Start of Task inputs

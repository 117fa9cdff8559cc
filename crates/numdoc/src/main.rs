//! numdoc CLI
//!
//! Runs the documentation examples of text files and symbol dumps.

use std::path::{Path, PathBuf};

use numdoc::{init_tracing, testfile, testmod_path, Config, ConfigBuilder, Strategy, TestRun};

fn print_usage() {
    eprintln!("Usage: numdoc [options] <file>...");
    eprintln!();
    eprintln!("Files ending in .json are symbol dumps; every documented symbol is tested.");
    eprintln!("Any other file is tested as a single transcript.");
    eprintln!();
    eprintln!("Options:");
    eprintln!("  -v, -vv             Per-doctest, then per-example output");
    eprintln!("  -x, --fail-fast     Stop a doctest at its first failure");
    eprintln!("  --strategy=<s>      Discovery strategy: all, api (default: all)");
    eprintln!("  --atol=<f>          Absolute tolerance (default: 1e-8)");
    eprintln!("  --rtol=<f>          Relative tolerance (default: 1e-5)");
    eprintln!("  --strict-types      Compare numeric types, not just values");
    eprintln!("  --no-parallel       Run doctests one at a time");
    eprintln!("  --skip=<name>       Skip a fully-qualified name (repeatable)");
    eprintln!("  --report-cascade    Also report errors caused by earlier errors");
}

fn usage_error(message: &str) -> ! {
    eprintln!("error: {message}");
    eprintln!();
    print_usage();
    std::process::exit(2);
}

fn parse_float(arg: &str, value: &str) -> f64 {
    value
        .parse()
        .unwrap_or_else(|_| usage_error(&format!("invalid number in '{arg}'")))
}

fn parse_args(args: &[String]) -> (ConfigBuilder, Vec<PathBuf>) {
    let defaults = Config::default();
    let (mut atol, mut rtol) = (defaults.atol, defaults.rtol);
    let mut verbosity = 0u8;
    let mut builder = Config::builder();
    let mut files = Vec::new();

    for arg in args {
        if arg == "-v" || arg == "--verbose" {
            verbosity = verbosity.saturating_add(1);
        } else if arg == "-vv" {
            verbosity = verbosity.saturating_add(2);
        } else if arg == "-x" || arg == "--fail-fast" {
            builder = builder.stop_on_first_failure(true);
        } else if let Some(value) = arg.strip_prefix("--strategy=") {
            let strategy: Strategy = value
                .parse()
                .unwrap_or_else(|e| usage_error(&format!("{e}")));
            builder = builder.strategy(strategy);
        } else if let Some(value) = arg.strip_prefix("--atol=") {
            atol = parse_float(arg, value);
        } else if let Some(value) = arg.strip_prefix("--rtol=") {
            rtol = parse_float(arg, value);
        } else if arg == "--strict-types" {
            builder = builder.strict_types(true);
        } else if arg == "--no-parallel" {
            builder = builder.parallel(false);
        } else if let Some(name) = arg.strip_prefix("--skip=") {
            builder = builder.skip(name);
        } else if arg == "--report-cascade" {
            builder = builder.report_cascade_errors(true);
        } else if arg == "-h" || arg == "--help" {
            print_usage();
            std::process::exit(0);
        } else if arg.starts_with('-') {
            usage_error(&format!("unknown option '{arg}'"));
        } else {
            files.push(PathBuf::from(arg));
        }
    }

    let builder = builder.tolerances(atol, rtol).verbosity(verbosity);
    (builder, files)
}

fn run_file(path: &Path, config: &Config) -> TestRun {
    let is_dump = path.extension().is_some_and(|ext| ext == "json");
    let outcome = if is_dump {
        testmod_path(path, config)
    } else {
        testfile(path, config)
    };
    outcome.unwrap_or_else(|e| {
        eprintln!("error: {e}");
        std::process::exit(2);
    })
}

fn main() {
    init_tracing();

    let args: Vec<String> = std::env::args().skip(1).collect();
    let (builder, files) = parse_args(&args);
    if files.is_empty() {
        usage_error("no input files");
    }
    let config = builder.build().unwrap_or_else(|e| {
        eprintln!("error: {e}");
        std::process::exit(2);
    });

    let mut total = TestRun::default();
    for path in &files {
        tracing::debug!(path = %path.display(), "testing file");
        total.merge(run_file(path, &config));
    }

    print!("{}", total.render(&config));
    std::process::exit(i32::from(!total.succeeded()));
}
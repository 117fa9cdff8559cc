//! The host-runtime seam.
//!
//! The runner never evaluates source itself. It asks an [`Interpreter`] for a
//! fresh namespace per doctest and then executes every example against that
//! namespace, in order, through `&mut`.

use std::fmt;
use std::path::Path;

/// Broad classification of an execution error.
#[derive(Clone, Copy, Debug, PartialEq, Eq, Hash)]
pub enum ErrorCategory {
    /// The source could not be parsed.
    Syntax,
    /// A name was used before being bound.
    UndefinedName,
    /// Anything raised while running valid source.
    Runtime,
}

/// An error raised by example source.
#[derive(Clone, Debug, PartialEq, Eq, Hash)]
pub struct ExecError {
    pub category: ErrorCategory,
    /// Error kind as it appears in a transcript, e.g. `ZeroDivisionError`.
    pub kind: String,
    pub message: String,
}

impl ExecError {
    pub fn new(category: ErrorCategory, kind: impl Into<String>, message: impl Into<String>) -> Self {
        ExecError {
            category,
            kind: kind.into(),
            message: message.into(),
        }
    }

    pub fn syntax(message: impl Into<String>) -> Self {
        ExecError::new(ErrorCategory::Syntax, "SyntaxError", message)
    }

    pub fn undefined_name(name: &str) -> Self {
        ExecError::new(
            ErrorCategory::UndefinedName,
            "NameError",
            format!("name '{name}' is not defined"),
        )
    }

    pub fn is_undefined_name(&self) -> bool {
        self.category == ErrorCategory::UndefinedName
    }

    /// The last line of a transcript for this error, with trailing newline.
    pub fn report_line(&self) -> String {
        if self.message.is_empty() {
            format!("{}\n", self.kind)
        } else {
            format!("{}: {}\n", self.kind, self.message)
        }
    }
}

impl fmt::Display for ExecError {
    fn fmt(&self, f: &mut fmt::Formatter<'_>) -> fmt::Result {
        write!(f, "{}", self.report_line().trim_end())
    }
}

impl std::error::Error for ExecError {}

/// Output of one execution: what was printed, and the error if one was raised.
#[derive(Clone, Debug, Default, PartialEq, Eq)]
pub struct ExecOutcome {
    pub output: String,
    pub error: Option<ExecError>,
}

impl ExecOutcome {
    pub fn ok(output: String) -> Self {
        ExecOutcome {
            output,
            error: None,
        }
    }

    pub fn raised(output: String, error: ExecError) -> Self {
        ExecOutcome {
            output,
            error: Some(error),
        }
    }
}

/// A live evaluation environment.
///
/// Implementations must be shareable across worker threads; each doctest
/// gets its own `Namespace`, which never crosses threads mid-run.
pub trait Interpreter: Sync {
    type Namespace: Send;

    /// A namespace seeded with `globs`, with file access rooted at `workdir`.
    fn new_namespace(
        &self,
        globs: &[(String, String)],
        workdir: &Path,
    ) -> Result<Self::Namespace, ExecError>;

    /// Check that `source` parses, without running it.
    fn check_syntax(&self, source: &str) -> Result<(), ExecError>;

    /// Run `source`, mutating `namespace`, capturing printed and echoed output.
    fn execute(&self, source: &str, namespace: &mut Self::Namespace) -> ExecOutcome;
}
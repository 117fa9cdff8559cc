//! End-to-end behaviour through the public frontends.

#![allow(clippy::unwrap_used, clippy::expect_used, reason = "Tests can panic")]

use numdoc::symbols::SymbolTree;
use numdoc::test::{DocTestRunner, ExampleState};
use numdoc::{testmod, Config, Evaluator, ExampleParser, RunResult, Strategy};
use pretty_assertions::assert_eq;
use proptest::prelude::*;

fn run_text(text: &str, config: &Config) -> numdoc::test::DoctestReport {
    let doctest = ExampleParser::new(config)
        .get_doctest(text, "doc", None, 0, config.default_globals.clone())
        .unwrap();
    DocTestRunner::new(&Evaluator::new(), config).run(&doctest).unwrap()
}

// -- Checking --

#[test]
fn a_third_fails_by_default_and_passes_when_loose() {
    let text = ">>> print(1 / 3)\n0.333\n";
    assert_eq!(run_text(text, &Config::default()).result, RunResult::new(1, 1, 0));

    let loose = Config::builder().tolerances(0.001, 0.01).build().unwrap();
    assert_eq!(run_text(text, &loose).result, RunResult::new(1, 0, 0));
}

#[test]
fn lists_and_tuples_are_different() {
    let report = run_text(">>> [1, 2]\n(1, 2)\n", &Config::default());
    assert_eq!(report.result.failed, 1);
    let report = run_text(">>> (1, 2)\n(1, 2)\n", &Config::default());
    assert_eq!(report.result.failed, 0);
}

#[test]
fn arrays_compare_within_tolerance() {
    let text = "\
>>> import numpy as np
>>> np.array([1.0, 2.0]) / 3
array([0.333333, 0.666667])
";
    let report = run_text(text, &Config::default());
    assert_eq!(report.result, RunResult::new(2, 0, 0));
}

#[test]
fn stopword_output_is_not_checked() {
    let config = Config::default();
    let text = ">>> import matplotlib.pyplot as plt\n>>> plt.show()\nanything at all\n";
    let report = run_text(text, &config);
    assert_eq!(report.result, RunResult::new(2, 0, 0));

    let report = run_text(">>> import matplotlib.pyplot as plt\n>>> plt.show(\n", &config);
    assert_eq!(report.result, RunResult::new(2, 1, 0));
}

#[test]
fn stopword_examples_keep_their_bindings() {
    let text = ">>> counts = [1, 2, 3]  # later: plt.bar(counts)\n>>> counts\n[1, 2, 3]\n";
    let report = run_text(text, &Config::default());
    assert_eq!(report.result, RunResult::new(2, 0, 0));
}

#[test]
fn one_block_skip_skips_three_examples() {
    let text = ">>> a = 1  # doctest: +SKIPBLOCK\n>>> b = 2\n>>> a + b\n3\n";
    let report = run_text(text, &Config::default());
    assert_eq!(report.result, RunResult::new(0, 0, 3));
    assert!(report
        .examples
        .iter()
        .all(|e| e.state == ExampleState::Skipped));
}

// -- Discovery --

#[test]
fn reexported_definition_counts_once_under_the_public_api() {
    let tree = SymbolTree::from_json(
        r#"{
            "name": "pkg",
            "exports": ["area"],
            "reexports": ["pkg._geometry.area"],
            "members": [
                { "name": "_geometry", "members": [
                    { "name": "area", "kind": "function", "doc": ">>> 2 * 2\n4\n" }
                ]}
            ]
        }"#,
    )
    .unwrap();

    let public = Config::builder().strategy(Strategy::PublicApi).build().unwrap();
    let run = testmod(&tree, &public).unwrap();
    assert_eq!(run.history().names().collect::<Vec<_>>(), vec!["pkg.area"]);

    let all = Config::builder().strategy(Strategy::All).build().unwrap();
    let run = testmod(&tree, &all).unwrap();
    assert_eq!(
        run.history().names().collect::<Vec<_>>(),
        vec!["pkg._geometry.area", "pkg.area"]
    );
    assert!(run.succeeded());
}

// -- Properties --

proptest! {
    #![proptest_config(ProptestConfig {
        cases: 64,
        ..ProptestConfig::default()
    })]

    /// A printed float passes against any want within `atol + rtol * |want|`.
    #[test]
    fn printed_floats_pass_within_tolerance(want in -1.0e3f64..1.0e3, frac in -0.9f64..0.9) {
        let config = Config::builder().tolerances(1e-3, 1e-3).build().unwrap();
        let got = want + frac * (1e-3 + 1e-3 * want.abs());
        let report = run_text(&format!(">>> print({got:?})\n{want:?}\n"), &config);
        prop_assert_eq!(report.result, RunResult::new(1, 0, 0));
    }

    /// Twice the bound fails.
    #[test]
    fn printed_floats_fail_outside_tolerance(want in -1.0e3f64..1.0e3, sign in prop::bool::ANY) {
        let config = Config::builder().tolerances(1e-3, 1e-3).build().unwrap();
        let offset = 2.0 * (1e-3 + 1e-3 * want.abs());
        let got = if sign { want + offset } else { want - offset };
        let report = run_text(&format!(">>> print({got:?})\n{want:?}\n"), &config);
        prop_assert_eq!(report.result, RunResult::new(1, 1, 0));
    }
}
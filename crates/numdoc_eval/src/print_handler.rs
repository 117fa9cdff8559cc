//! Captured output of example execution.
//!
//! Everything an example prints, and the echo of a bare expression, lands
//! in one buffer that the runner reads back after each execution.

use parking_lot::Mutex;

#[derive(Debug, Default)]
pub struct BufferPrintHandler {
    buffer: Mutex<String>,
}

impl BufferPrintHandler {
    pub fn new() -> Self {
        BufferPrintHandler::default()
    }

    /// Print a line (with newline).
    pub fn println(&self, msg: &str) {
        let mut buf = self.buffer.lock();
        buf.push_str(msg);
        buf.push('\n');
    }

    /// Print without newline.
    pub fn print(&self, msg: &str) {
        self.buffer.lock().push_str(msg);
    }

    pub fn get_output(&self) -> String {
        self.buffer.lock().clone()
    }

    /// Take the captured output, leaving the buffer empty.
    pub fn take_output(&self) -> String {
        std::mem::take(&mut *self.buffer.lock())
    }
}
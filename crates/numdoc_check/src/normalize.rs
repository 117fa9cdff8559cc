//! Text-level matching: blank-line markers, whitespace runs and ellipses.

use numdoc_ir::OptionFlags;

/// Stands for an empty line of expected output.
pub const BLANKLINE_MARKER: &str = "<BLANKLINE>";

/// Wildcard in expected output under `ELLIPSIS`.
pub const ELLIPSIS_MARKER: &str = "...";

/// Whether `got` matches `want` as text under `flags`.
pub fn text_matches(want: &str, got: &str, flags: OptionFlags) -> bool {
    if want == got {
        return true;
    }

    let (want, got) = if flags.contains(OptionFlags::DONT_ACCEPT_BLANKLINE) {
        (want.to_string(), got.to_string())
    } else {
        (
            replace_lines(want, |line| line.trim_end() == BLANKLINE_MARKER),
            replace_lines(got, |line| line.trim().is_empty()),
        )
    };
    if want == got {
        return true;
    }

    let (want, got) = if flags.contains(OptionFlags::NORMALIZE_WHITESPACE) {
        (collapse_whitespace(&want), collapse_whitespace(&got))
    } else {
        (want, got)
    };
    if want == got {
        return true;
    }

    flags.contains(OptionFlags::ELLIPSIS) && ellipsis_match(&want, &got)
}

/// Compare two error reports (`Kind: message`).
///
/// Under `IGNORE_EXCEPTION_DETAIL` only the kinds are compared, with any
/// dotted module prefix dropped.
pub fn exception_matches(want: &str, got: &str, flags: OptionFlags) -> bool {
    if flags.contains(OptionFlags::IGNORE_EXCEPTION_DETAIL) {
        return exception_kind(want) == exception_kind(got);
    }
    text_matches(want, got, flags)
}

fn exception_kind(report: &str) -> &str {
    let first = report.lines().next().unwrap_or_default();
    let kind = first.split(':').next().unwrap_or_default().trim();
    kind.rsplit('.').next().unwrap_or(kind)
}

/// `...` in `want` matches any (possibly empty) substring of `got`.
pub fn ellipsis_match(want: &str, got: &str) -> bool {
    if !want.contains(ELLIPSIS_MARKER) {
        return want == got;
    }
    let pieces: Vec<&str> = want.split(ELLIPSIS_MARKER).collect();
    let Some((first, rest)) = pieces.split_first() else {
        return false;
    };
    let Some((last, middle)) = rest.split_last() else {
        return false;
    };

    if !got.starts_with(first) || !got.ends_with(last) {
        return false;
    }
    let mut start = first.len();
    let end = got.len() - last.len();
    if start > end {
        return false;
    }
    for piece in middle {
        match got[start..end].find(piece) {
            Some(at) => start += at + piece.len(),
            None => return false,
        }
    }
    true
}

fn collapse_whitespace(text: &str) -> String {
    text.split_whitespace().collect::<Vec<_>>().join(" ")
}

/// Empty every line for which `blank` holds, keeping line endings.
fn replace_lines(text: &str, blank: impl Fn(&str) -> bool) -> String {
    let mut out = String::with_capacity(text.len());
    for line in text.split_inclusive('\n') {
        let (content, newline) = match line.strip_suffix('\n') {
            Some(content) => (content, "\n"),
            None => (line, ""),
        };
        if !blank(content) {
            out.push_str(content);
        }
        out.push_str(newline);
    }
    out
}
use numdoc_ir::Config;
use pretty_assertions::assert_eq;

use super::*;
use crate::symbols::SymbolTree;

const EXAMPLE: &str = ">>> 1 + 1\n2\n";

/// `stats` re-exports `mean`, defined in the private `stats._impl`.
fn reexporting_package() -> SymbolTree {
    let mut b = SymbolTree::builder("stats");
    let root = b.root();
    b.doc(root, "Statistics.\n\n>>> 2 * 3\n6\n");
    let private = b.module(root, "_impl");
    let mean = b.function(private, "mean");
    b.doc(mean, EXAMPLE);
    b.reexport(root, mean).exports(root, ["mean"]);
    b.build()
}

fn names(graph: &SymbolTree, config: &Config) -> Vec<String> {
    Discoverer::new(graph, config)
        .candidates()
        .into_iter()
        .map(|c| c.name)
        .collect()
}

fn config(strategy: Strategy) -> Config {
    Config::builder().strategy(strategy).build().unwrap()
}

// === Strategies ===

#[test]
fn all_yields_one_doctest_per_path() {
    let tree = reexporting_package();
    assert_eq!(
        names(&tree, &config(Strategy::All)),
        vec!["stats", "stats._impl.mean", "stats.mean"]
    );
}

#[test]
fn public_api_yields_the_reexport_once() {
    let tree = reexporting_package();
    assert_eq!(
        names(&tree, &config(Strategy::PublicApi)),
        vec!["stats", "stats.mean"]
    );
}

#[test]
fn public_api_needs_an_export_list() {
    let mut b = SymbolTree::builder("pkg");
    let root = b.root();
    let f = b.function(root, "f");
    b.doc(f, EXAMPLE);
    let tree = b.build();
    assert_eq!(names(&tree, &config(Strategy::PublicApi)), Vec::<String>::new());
    assert_eq!(names(&tree, &config(Strategy::All)), vec!["pkg.f"]);
}

#[test]
fn public_api_skips_underscore_and_deprecated_exports() {
    let mut b = SymbolTree::builder("pkg");
    let root = b.root();
    let hidden = b.function(root, "_hidden");
    let old = b.function(root, "old");
    let new = b.function(root, "new");
    for id in [hidden, old, new] {
        b.doc(id, EXAMPLE);
    }
    b.deprecated(old).exports(root, ["_hidden", "old", "new", "missing"]);
    let tree = b.build();
    assert_eq!(names(&tree, &config(Strategy::PublicApi)), vec!["pkg.new"]);
}

#[test]
fn public_api_does_not_enter_exported_submodules() {
    let mut b = SymbolTree::builder("pkg");
    let root = b.root();
    let sub = b.module(root, "linalg");
    b.doc(sub, EXAMPLE);
    let inner = b.function(sub, "solve");
    b.doc(inner, ">>> 3\n3\n");
    b.exports(root, ["linalg"]).exports(sub, ["solve"]);
    let tree = b.build();
    assert_eq!(names(&tree, &config(Strategy::PublicApi)), vec!["pkg.linalg"]);
}

#[test]
fn public_api_walks_class_members_and_bases() {
    let mut b = SymbolTree::builder("geo");
    let root = b.root();
    let base = b.class(root, "_Base");
    let norm = b.method(base, "norm");
    b.doc(norm, ">>> 5\n5\n");
    let private = b.method(base, "_check");
    b.doc(private, EXAMPLE);
    let point = b.class(root, "Point");
    b.doc(point, ">>> 0\n0\n");
    let shift = b.method(point, "shift");
    b.doc(shift, ">>> 1\n1\n");
    b.base(point, base).exports(root, ["Point"]);
    let tree = b.build();
    assert_eq!(
        names(&tree, &config(Strategy::PublicApi)),
        vec!["geo.Point", "geo.Point.shift", "geo.Point.norm"]
    );
}

// === Inheritance and cycles ===

#[test]
fn members_inherit_documentation_from_private_bases() {
    let mut b = SymbolTree::builder("geo");
    let root = b.root();
    let base = b.class(root, "_Base");
    let documented = b.method(base, "area");
    b.doc(documented, EXAMPLE);
    let shape = b.class(root, "Square");
    let area = b.method(shape, "area");
    b.base(shape, base);
    let tree = b.build();

    assert_eq!(effective_documentation(&tree, area), Some((documented, EXAMPLE)));
    let all = names(&tree, &config(Strategy::All));
    assert!(all.contains(&"geo.Square.area".to_string()));
    assert!(all.contains(&"geo._Base.area".to_string()));
}

#[test]
fn cycles_are_cut_on_the_current_path() {
    let mut b = SymbolTree::builder("loop");
    let root = b.root();
    let a = b.module(root, "a");
    b.doc(a, EXAMPLE);
    b.reexport(a, root);
    let tree = b.build();
    assert_eq!(names(&tree, &config(Strategy::All)), vec!["loop.a"]);
}

// === Skip list and collection ===

#[test]
fn skip_list_matches_path_or_defining_name() {
    let tree = reexporting_package();
    let by_path = Config::builder().skip("stats.mean").build().unwrap();
    assert_eq!(names(&tree, &by_path), vec!["stats", "stats._impl.mean"]);

    let by_definition = Config::builder().skip("stats._impl.mean").build().unwrap();
    assert_eq!(names(&tree, &by_definition), vec!["stats"]);
}

#[test]
fn parse_errors_abort_only_their_unit() {
    let mut b = SymbolTree::builder("pkg");
    let root = b.root();
    let broken = b.function(root, "broken");
    b.doc(broken, ">>>1\n");
    let fine = b.function(root, "fine");
    b.doc(fine, EXAMPLE);
    let tree = b.build();
    let config = Config::default();

    let results: Vec<_> = discover(&tree, &config).collect();
    assert_eq!(results.len(), 2);
    assert_eq!(results[0].as_ref().unwrap_err().name(), "pkg.broken");
    assert_eq!(results[1].as_ref().unwrap().name, "pkg.fine");
}

#[test]
fn units_without_examples_are_not_yielded() {
    let mut b = SymbolTree::builder("pkg");
    let root = b.root();
    b.doc(root, "Prose only.");
    let f = b.function(root, "f");
    b.doc(f, EXAMPLE).location(f, "pkg/f.py", 7);
    let tree = b.build();
    let config = Config::builder().global("x", "1").build().unwrap();

    let doctests: Vec<_> = discover(&tree, &config).map(Result::unwrap).collect();
    assert_eq!(doctests.len(), 1);
    let doctest = &doctests[0];
    assert_eq!(doctest.name, "pkg.f");
    assert_eq!(doctest.line_number, 7);
    assert_eq!(doctest.filename.as_deref(), Some(std::path::Path::new("pkg/f.py")));
    assert_eq!(doctest.globs, vec![("x".to_string(), "1".to_string())]);
}
/// The expression reading the current value of an assignment target.
fn target_expr(target: &Target) -> EvalResult<Expr> {
    match target {
        Target::Name(name) => Ok(Expr::Name(name.clone())),
        Target::Index(container, index) => Ok(Expr::Index(
            Box::new(container.clone()),
            Box::new(index.clone()),
        )),
        Target::Unpack(_) => Err(syntax_error(
            "illegal expression for augmented assignment",
        )),
    }
}

fn target_names(target: &Target, names: &mut Vec<String>) {
    match target {
        Target::Name(name) => names.push(name.clone()),
        Target::Index(..) => {}
        Target::Unpack(targets) => {
            for t in targets {
                target_names(t, names);
            }
        }
    }
}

End of Task inputs

• [What to do]: Across the records above, return every line that contains the word "BufferPrintHandler".

• [Response for this exercise]:
pub struct BufferPrintHandler {
impl BufferPrintHandler {
        BufferPrintHandler::default()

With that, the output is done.